22 October 2015 | PAR Amelie Blaustein Niddam

Le Rapport de l’assureur Hiscox sur le marché de l’art en ligne 2014 pointe un changement de pratique éloquent : “Les résultats de cette année mettent en lumière des modifications radicales dans la manière de découvrir et d’acheter des œuvres d’art. Ces changements offrent des opportunités importantes aux plateformes de vente en ligne émergentes ainsi qu’aux marques établies dans le monde de l’art, où les acheteurs recherchent des sociétés et des marchands réputés qu’ils connaissent déjà. S’il n’est pas envisageable que les galeries et maisons de ventes aux enchères classiques sortent complètement du marché, le comportement des collectionneurs – en particulier les plus jeunes – en matière d’art en ligne les contraindra à repenser leur stratégie en vue de séduire et de fidéliser la prochaine génération d’acheteurs et de collectionneurs.” Forcé de constater que derrière le vocable “marché de l’art” se cache une diversité de pratiques et de conceptions même de point de vues. Vernissage virtuel.

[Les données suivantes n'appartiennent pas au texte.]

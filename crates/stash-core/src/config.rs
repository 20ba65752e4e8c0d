//! Centralized configuration for the Stash library.

use crate::error::{Result, StashError};

/// Store-level constants.
pub struct StoreConfig;

impl StoreConfig {
    /// Default file name for the store document.
    pub const STORE_FILE_NAME: &'static str = "models.json";
    /// Schema version written into new store documents.
    pub const SCHEMA_VERSION: &'static str = "1.0.0";
    /// Whether saves keep a `.bak` copy of the previous document.
    pub const KEEP_BACKUP_ON_SAVE: bool = true;
}

/// Tuning knobs for one linking pass.
///
/// The only knob today is the size tolerance used by the assumed tier.
/// There is no universally correct value; 1% keeps false positives rare
/// while still catching re-uploads whose byte size drifted slightly.
/// Callers that curate small, homogeneous collections may want it tighter.
#[derive(Debug, Clone, PartialEq)]
pub struct LinkingConfig {
    /// Relative file-size tolerance for assumed matches, as a fraction of
    /// the remote file size. Must be in the open interval (0, 1).
    pub size_tolerance: f64,
}

impl LinkingConfig {
    /// Default assumed-tier size tolerance: 1%.
    pub const DEFAULT_SIZE_TOLERANCE: f64 = 0.01;

    /// Create a config with an explicit size tolerance.
    pub fn new(size_tolerance: f64) -> Result<Self> {
        let config = Self { size_tolerance };
        config.validate()?;
        Ok(config)
    }

    /// Check that the tolerance is a usable fraction.
    pub fn validate(&self) -> Result<()> {
        if !self.size_tolerance.is_finite()
            || self.size_tolerance <= 0.0
            || self.size_tolerance >= 1.0
        {
            return Err(StashError::Validation {
                field: "size_tolerance".into(),
                message: format!(
                    "must be a fraction in (0, 1), got {}",
                    self.size_tolerance
                ),
            });
        }
        Ok(())
    }
}

impl Default for LinkingConfig {
    fn default() -> Self {
        Self {
            size_tolerance: Self::DEFAULT_SIZE_TOLERANCE,
        }
    }
}
//! Error types for the Stash library.
//!
//! Missing input data (a record without a hash, a version without a publish
//! date) is never an error — the linking engine folds it into "no match" or
//! "unknown". Errors here are reserved for vanished records, persistence
//! failures, and invalid configuration.

use std::path::PathBuf;
use thiserror::Error;

/// Main error type for the Stash library.
#[derive(Debug, Error)]
pub enum StashError {
    /// A record path referenced by the caller or by a stored link no longer
    /// exists in the store document.
    #[error("Record not found: {path}")]
    RecordNotFound { path: String },

    // File system errors (store persistence)
    #[error("IO error at {path:?}: {message}")]
    Io {
        message: String,
        path: Option<PathBuf>,
        #[source]
        source: Option<std::io::Error>,
    },

    // Serialization errors (store persistence)
    #[error("JSON error: {message}")]
    Json {
        message: String,
        #[source]
        source: Option<serde_json::Error>,
    },

    // Validation errors
    #[error("Validation error for {field}: {message}")]
    Validation { field: String, message: String },

    // Generic errors
    #[error("{0}")]
    Other(String),
}

/// Result type alias for Stash operations.
pub type Result<T> = std::result::Result<T, StashError>;

impl From<std::io::Error> for StashError {
    fn from(err: std::io::Error) -> Self {
        StashError::Io {
            message: err.to_string(),
            path: None,
            source: Some(err),
        }
    }
}

impl From<serde_json::Error> for StashError {
    fn from(err: serde_json::Error) -> Self {
        StashError::Json {
            message: err.to_string(),
            source: Some(err),
        }
    }
}

impl StashError {
    /// Create an IO error with path context.
    pub fn io_with_path(err: std::io::Error, path: impl Into<PathBuf>) -> Self {
        StashError::Io {
            message: err.to_string(),
            path: Some(path.into()),
            source: Some(err),
        }
    }

    /// Create a record-not-found error.
    pub fn record_not_found(path: impl Into<String>) -> Self {
        StashError::RecordNotFound { path: path.into() }
    }
}

#[cfg(test)]
mod tests {
    use super::*;

    #[test]
    fn test_error_display() {
        let err = StashError::RecordNotFound {
            path: "loras/aduare-style.safetensors".into(),
        };
        assert_eq!(
            err.to_string(),
            "Record not found: loras/aduare-style.safetensors"
        );
    }

    #[test]
    fn test_io_error_carries_path() {
        let io = std::io::Error::new(std::io::ErrorKind::NotFound, "gone");
        let err = StashError::io_with_path(io, "/data/models.json");
        match err {
            StashError::Io { path, .. } => {
                assert_eq!(path, Some(PathBuf::from("/data/models.json")));
            }
            other => panic!("unexpected error variant: {other:?}"),
        }
    }
}
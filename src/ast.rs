//! # Formula Language - Abstract Syntax Tree
//!
//! This module defines the Abstract Syntax Tree (AST) for the formula
//! language: a small spreadsheet-style expression language whose programs are
//! compiled into operator pipelines over relational records.
//!
//! ## Architecture Overview
//!
//! - **[tokens]** - Lexical tokens produced by the lexer
//! - **[expressions]** - Expression nodes (literals, references, calls, operations)
//! - **[operators]** - Binary/unary operators and aggregation modes
//! - **[filter]** - Bracketed filter conditions
//!
//! ## Quick Start
//!
//! ```text
//! #Tasks[Status = "open"].COUNT()
//! ```
//!
//! Connects to the `Tasks` set, keeps open tasks and counts them.
//!
//! ## References
//!
//! - `{Name}` or `Name` reads a field of the current record
//! - `#Name` connects to another node or a relational set
//! - `.Name` projects a property, `.SUM()` and friends aggregate
//!
//! ## Precedence (low to high)
//!
//! 1. Comparison `= == != <> < <= > >=`
//! 2. Additive `+ -`
//! 3. Multiplicative `* / %`
//! 4. Unary minus
//! 5. Power `^`
//! 6. Postfix `.`
//! 7. Primary: parentheses, references, literals, function calls
//!
//! ## Examples
//!
//! ```text
//! {Price} * {Qty}
//! IF({Score} > 50, "pass", "fail")
//! #LineItems.Amount.SUM()
//! #Orders[Total >= 100].CONCAT(Customer, "; ")
//! ```
pub mod expressions;
pub mod filter;
pub mod operators;
pub mod tokens;

pub use expressions::{DataType, Expr};
pub use filter::{Condition, ConditionOp};
pub use operators::{AggregationMode, BinOp, UnaryOp};
pub use tokens::Token;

Artsper : une communion de galeries

Le fondateur d’Artsper, François-Xavier Trancart nous raconte : « Artsper c’est le premier site de vente d’œuvres d’art en ligne sélectionnées par des galeries partenaires. C’est une galerie des galeries en ligne permettant à tous d’accéder à des milliers d’œuvres d’art en quelques clics.» Le site est né en 2013 suite à un constat, celui d’un essoufflement progressif de la vente physique. Il ajoute « Artsper fait le pari de la démocratisation et de l’accessibilité communautaire instantanée et sans limites. ». Les galeries sont « minutieusement sélectionnées par notre comité d’experts composé d’acteurs de l’e-commerce et du monde de l’art tels que l’ancien Ministre de la Culture et de la Communication, Renaud Donnedieu de Vabres ou encore Philippe Charpentier, directeur de la galerie Mor Charpentier. » Sur la question de savoir si on peut comparer les métiers de galeriste “réel” et “virtuel” ? François-Xavier Trancart surprend : Nous n’avons absolument pas les mêmes rôles » Il développe : « D’ailleurs, Artsper n’est pas un “galeriste” au sens traditionnel du terme. Un “galeriste réel” est en contact avec les artistes et fait un travail de promotion et de suivi de son travail. Artsper se situe en aval et fournit aux galeries les moyens d’atteindre un plus grand nombre de personnes aux profils plus divers, ce qui accroît leur visibilité et celle de leurs artistes en France et à l’étranger. Nous faisons essentiellement un travail de communication et de promotion en ligne dans une démarche de démocratisation de l’art contemporain. »
Il s’agit donc de démarches complémentaires: Artsper n’existe pas sans les galeries, et celles-ci bénéficient énormément de la visibilité que nous leur apportons et du phénomène de décloisonnement de l’art contemporain dont nous sommes un acteur clef.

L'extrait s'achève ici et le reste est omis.